### [Aim of the exercise]
Your task is to copy every line of the entries that holds the word "bound".

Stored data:
—————

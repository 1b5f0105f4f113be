use std::collections::BTreeMap;

use chrono::{DateTime, NaiveDate, Utc};
use serde::{Deserialize, Serialize};

/// Configuration stored in ~/.callboard/config.json
///
/// Every field has a default so a missing or partial file is valid.
#[derive(Debug, Clone, Serialize, Deserialize)]
#[serde(rename_all = "camelCase")]
pub struct DashboardConfig {
    /// Quiet period before a debounced filter edit is applied.
    #[serde(default = "default_debounce_ms")]
    pub debounce_ms: u64,
    /// "Most recent N" cutoff for the list views.
    #[serde(default = "default_recent_limit")]
    pub recent_limit: usize,
    /// Size of each indicator frequency table.
    #[serde(default = "default_top_k")]
    pub top_k: usize,
    /// IANA zone name used for date windows. System local time when unset.
    #[serde(default, skip_serializing_if = "Option::is_none")]
    pub timezone: Option<String>,
    /// Record store location. Defaults to ~/.callboard/callboard.db
    #[serde(default, skip_serializing_if = "Option::is_none")]
    pub database_path: Option<String>,
}

fn default_debounce_ms() -> u64 {
    500
}

fn default_recent_limit() -> usize {
    100
}

fn default_top_k() -> usize {
    5
}

impl Default for DashboardConfig {
    fn default() -> Self {
        Self {
            debounce_ms: default_debounce_ms(),
            recent_limit: default_recent_limit(),
            top_k: default_top_k(),
            timezone: None,
            database_path: None,
        }
    }
}

/// A row from the `calls` table.
///
/// Store rows arrive keyed by column name; view models serialize camelCase.
#[derive(Debug, Clone, PartialEq, Serialize, Deserialize)]
#[serde(rename_all(serialize = "camelCase", deserialize = "snake_case"))]
pub struct CallRecord {
    pub id: i64,
    pub created_at: DateTime<Utc>,
    #[serde(default)]
    pub phone_number: Option<String>,
    #[serde(default)]
    pub name: Option<String>,
    /// Seconds. `None` means unknown and counts as zero in averages.
    #[serde(default)]
    pub duration: Option<u32>,
    #[serde(default)]
    pub disconnection_reason: Option<String>,
    #[serde(default)]
    pub recording_url: Option<String>,
    #[serde(default)]
    pub transcript: Option<String>,
    /// Scheduled tour / follow-up meeting. Calendar date, no time component.
    #[serde(default)]
    pub tour_date: Option<NaiveDate>,
}

/// A row from the `call_analysis` table. At most one per call.
#[derive(Debug, Clone, PartialEq, Serialize, Deserialize)]
#[serde(rename_all(serialize = "camelCase", deserialize = "snake_case"))]
pub struct AnalysisRecord {
    pub id: i64,
    pub call_id: i64,
    pub created_at: DateTime<Utc>,
    #[serde(default)]
    pub sentiment: Option<String>,
    #[serde(default)]
    pub sentiment_confidence: Option<f64>,
    #[serde(default)]
    pub agent_confidence: Option<f64>,
    #[serde(default)]
    pub alert_status: Option<String>,
    #[serde(default)]
    pub summary: Option<String>,
    #[serde(default)]
    pub positive_indicators: Option<IndicatorCollection>,
    #[serde(default)]
    pub negative_indicators: Option<IndicatorCollection>,
    #[serde(default)]
    pub buying_signals: Option<IndicatorCollection>,
}

/// The three shapes the analysis pipeline writes indicator fields in.
///
/// Decoding picks the variant from the JSON shape; everything downstream
/// matches on the tag (see `signals::frequency::normalize`).
#[derive(Debug, Clone, PartialEq, Serialize, Deserialize)]
#[serde(untagged)]
pub enum IndicatorCollection {
    /// Ordered sequence of labels. Elements that are not strings are kept
    /// and stringified during normalization.
    Labels(Vec<serde_json::Value>),
    /// Named flags; only key presence carries meaning.
    Flags(BTreeMap<String, serde_json::Value>),
    /// A single bare label.
    Label(String),
}

/// User-entered criteria for one view. Empty string = no constraint.
#[derive(Debug, Clone, Default, PartialEq, Eq, Serialize, Deserialize)]
#[serde(rename_all = "camelCase")]
pub struct FilterState {
    /// Free-text search (name / phone, or summary on the analyses view).
    pub search: String,
    /// Numeric call id search.
    pub call_id: String,
    /// Inclusive lower bound, `YYYY-MM-DD`.
    pub date_from: String,
    /// Inclusive upper bound, `YYYY-MM-DD`.
    pub date_to: String,
    pub sentiment: String,
    pub alert_status: String,
    /// Symbolic window token (`today`, `7d`, ...) for statistics views.
    pub range: String,
}

#[derive(Debug, Clone, Copy, PartialEq, Eq, Hash, Serialize, Deserialize)]
#[serde(rename_all = "camelCase")]
pub enum FilterField {
    Search,
    CallId,
    DateFrom,
    DateTo,
    Sentiment,
    AlertStatus,
    Range,
}

impl FilterField {
    /// Typed fields wait for the quiet period; pickers apply immediately.
    pub fn is_debounced(self) -> bool {
        matches!(self, FilterField::Search | FilterField::CallId)
    }
}

/// One raw edit from the presentation layer.
#[derive(Debug, Clone, PartialEq, Eq, Serialize, Deserialize)]
#[serde(rename_all = "camelCase")]
pub struct FilterEdit {
    pub field: FilterField,
    pub value: String,
}

impl FilterEdit {
    pub fn new(field: FilterField, value: impl Into<String>) -> Self {
        Self {
            field,
            value: value.into(),
        }
    }
}

impl FilterState {
    /// Apply an edit. Returns false when the value did not change, so the
    /// caller can skip a redundant query.
    pub fn apply(&mut self, edit: &FilterEdit) -> bool {
        let slot = match edit.field {
            FilterField::Search => &mut self.search,
            FilterField::CallId => &mut self.call_id,
            FilterField::DateFrom => &mut self.date_from,
            FilterField::DateTo => &mut self.date_to,
            FilterField::Sentiment => &mut self.sentiment,
            FilterField::AlertStatus => &mut self.alert_status,
            FilterField::Range => &mut self.range,
        };
        if *slot == edit.value {
            return false;
        }
        *slot = edit.value.clone();
        true
    }
}

#[cfg(test)]
mod tests {
    use super::*;

    #[test]
    fn test_config_defaults_from_empty_json() {
        let config: DashboardConfig = serde_json::from_str("{}").expect("parse");
        assert_eq!(config.debounce_ms, 500);
        assert_eq!(config.recent_limit, 100);
        assert_eq!(config.top_k, 5);
        assert!(config.timezone.is_none());
    }

    #[test]
    fn test_indicator_shapes_decode_to_variants() {
        let labels: IndicatorCollection = serde_json::from_str(r#"["a", "b"]"#).unwrap();
        assert!(matches!(labels, IndicatorCollection::Labels(ref v) if v.len() == 2));

        let flags: IndicatorCollection = serde_json::from_str(r#"{"b": true}"#).unwrap();
        assert!(matches!(flags, IndicatorCollection::Flags(ref m) if m.contains_key("b")));

        let label: IndicatorCollection = serde_json::from_str(r#""a""#).unwrap();
        assert_eq!(label, IndicatorCollection::Label("a".to_string()));
    }

    #[test]
    fn test_analysis_decodes_null_indicators() {
        let json = serde_json::json!({
            "id": 1,
            "call_id": 9,
            "created_at": "2026-03-10T12:00:00Z",
            "sentiment": "Positive",
            "positive_indicators": null,
        });
        let analysis: AnalysisRecord = serde_json::from_value(json).unwrap();
        assert_eq!(analysis.call_id, 9);
        assert!(analysis.positive_indicators.is_none());
        assert!(analysis.buying_signals.is_none());
    }

    #[test]
    fn test_filter_apply_reports_change() {
        let mut filter = FilterState::default();
        assert!(filter.apply(&FilterEdit::new(FilterField::Search, "ann")));
        assert!(!filter.apply(&FilterEdit::new(FilterField::Search, "ann")));
        assert_eq!(filter.search, "ann");
    }

    #[test]
    fn test_only_typed_fields_are_debounced() {
        assert!(FilterField::Search.is_debounced());
        assert!(FilterField::CallId.is_debounced());
        assert!(!FilterField::Sentiment.is_debounced());
        assert!(!FilterField::Range.is_debounced());
    }
}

—————

### [Response box]
    /// Inclusive lower bound, `YYYY-MM-DD`.
    /// Inclusive upper bound, `YYYY-MM-DD`.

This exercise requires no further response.